It’s still kind of shocking to read that Russell’s early disco masterpiece “Is It All Over My Face?” was produced according to Buddhist principles:

“… Arthur planned to record a song that bubbled with the earthy, collective spontaneity of the dance floor …. In order to realize this goal, Arthur decided to run the recording sessions as a live mix and knowingly fell back on the philosophy of Chögyam Trungpa and Ginsberg, who argued for the poetic value of unmediated inspiration and lived according to the maxim “First thought best thought.””

Recording sessions took place on a full moon, because that “is a time of celestial energy, productivity, and ritual.” Definitely a key event in a generally still unwritten history of queer post-hippie spiritual practice.  And although the goal of such recording sessions was generally to produce a capitalist commodity, i.e. a 12 inch single, the situation is more interesting than that kind of crude summary. For one thing, Russell was notorious for playing with time in the studio and most of the recordings he made were never finished, let alone released. As with Jack Smith’s endlessly respliced movies, Russell made rhizomes of sound that seem to have been an end in themselves. For another, the tapes produced in these recording sessions were often played at places like Nicky Siano’s Gallery or the Paradise Garage without ever being officially released, in the same way that Jamaican dub plates allowed for dancehall transmissions that would often simultaneously be kept a secret by not being labelled and packaged for the marketplace.

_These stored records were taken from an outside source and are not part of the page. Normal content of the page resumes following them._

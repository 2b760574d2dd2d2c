use cramium_api::I2cApi;
use cramium_api::I2cResult;
use cram_hal_service::I2c;
use std::thread::sleep;
use std::time::Duration;

struct Bmp180Calibration {
    ac1: i16, ac2: i16, ac3: i16,
    ac4: u16, ac5: u16, ac6: u16,
    b1: i16,  b2: i16,
    mb: i16,  mc: i16,  md: i16,
}
           "bmp180_temp" => {
                    const BMP180_ADDR: u8 = 0x77;
                    const REG_CALIB_START: u8 = 0xAA;
                    const REG_CTRL: u8 = 0xF4;
                    const REG_DATA_START: u8 = 0xF6;
                    const CMD_READ_TEMP: u8 = 0x2E;

                    let mut i2c = I2c::new();

                    let mut cal_buf = [0u8; 22];
                    if let Err(e) = i2c.i2c_read(BMP180_ADDR, REG_CALIB_START, &mut cal_buf, true) {
                        write!(ret, "Failed to read calibration data: {:?}\n", e).unwrap();
                        return Ok(Some(ret));
                    }

                    // note: calibration data is Big Endian, hence the from_be_bytes
                    let cal = Bmp180Calibration {
                        ac1: i16::from_be_bytes([cal_buf[0], cal_buf[1]]),
                        ac2: i16::from_be_bytes([cal_buf[2], cal_buf[3]]),
                        ac3: i16::from_be_bytes([cal_buf[4], cal_buf[5]]),
                        ac4: u16::from_be_bytes([cal_buf[6], cal_buf[7]]),
                        ac5: u16::from_be_bytes([cal_buf[8], cal_buf[9]]),
                        ac6: u16::from_be_bytes([cal_buf[10], cal_buf[11]]),
                        b1:  i16::from_be_bytes([cal_buf[12], cal_buf[13]]),
                        b2:  i16::from_be_bytes([cal_buf[14], cal_buf[15]]),
                        mb:  i16::from_be_bytes([cal_buf[16], cal_buf[17]]),
                        mc:  i16::from_be_bytes([cal_buf[18], cal_buf[19]]),
                        md:  i16::from_be_bytes([cal_buf[20], cal_buf[21]]),
                    };


                    if let Err(e) = i2c.i2c_write(BMP180_ADDR, REG_CTRL, &[CMD_READ_TEMP]) {
                        write!(ret, "Failed to start temp measurement: {:?}\n", e).unwrap();
                        return Ok(Some(ret));
                    }

                    sleep(Duration::from_millis(5));

                    let mut temp_buffer = [0u8; 2];
                    if let Err(e) = i2c.i2c_read(BMP180_ADDR, REG_DATA_START, &mut temp_buffer, true) {
                        write!(ret, "Failed to read temp data: {:?}\n", e).unwrap();
                        return Ok(Some(ret));
                    }
                    let ut = i16::from_be_bytes(temp_buffer) as i32;

                    let x1 = (ut - cal.ac6 as i32) * cal.ac5 as i32 >> 15;
                    let x2 = (cal.mc as i32 * 2048) / (x1 + cal.md as i32);
                    let b5 = x1 + x2;
                    let temp = ((b5 + 8) >> 4) as f32 / 10.0;

                    write!(ret, "BMP180 Temperature: {:.1}Â°C\n", temp).unwrap();
                }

When you start to look, a lot of Russell’s songs have obviously Buddhist lyrics. The pre-François K version of “Go Bang”  starts with the lyric “Thank you for asking me questions/you showed us the face of delusion/ to uproot the cause of confusion”. While the famous chorus line “I wanna see all my friends at once/I’d do anything to get a chance to go bang, I wanna go bang” is usually interpreted as celebrating an orgiastic dancehall sexuality, it could just as easily be talking about the Bodhisattva’s vow to bring all sentient beings together to perfect enlightenment.  Nor is there necessarily a contradiction between the erotic and Buddhist meanings of the lyric since in Tantric Buddhism, bliss is an aspect of the realization of  emptiness or sunyata.  Russell’s dance music has a peculiar suppleness and flexibility, it feels truly at ease and open, always morphing in unexpected and delightful ways – listen to “Let’s Go Swimming” some time – and that is how the greatest Buddhist teachers I’ve met have felt too.

What could, would or should a Buddhist music sound like?  Maybe the question is meaningless: a number of  Buddhist artists who I’ve talked to about the relationship between their work and their Buddhist practice have bluntly denied any connection between the two, even when their music or paintings or poetry are full of explicit references to Buddhist ideas.  Generally such people embrace Buddhism as a traditional practice that is self-sufficient and separate from other aspects of their “modern” lives.  “Buddhist music” then would be something that sounds like music associated with a particular Buddhist tradition or culture. But that then suggests that Buddhist culture is somehow frozen within a particular set of historical forms which it must dutifully repeat in order to appear authentic.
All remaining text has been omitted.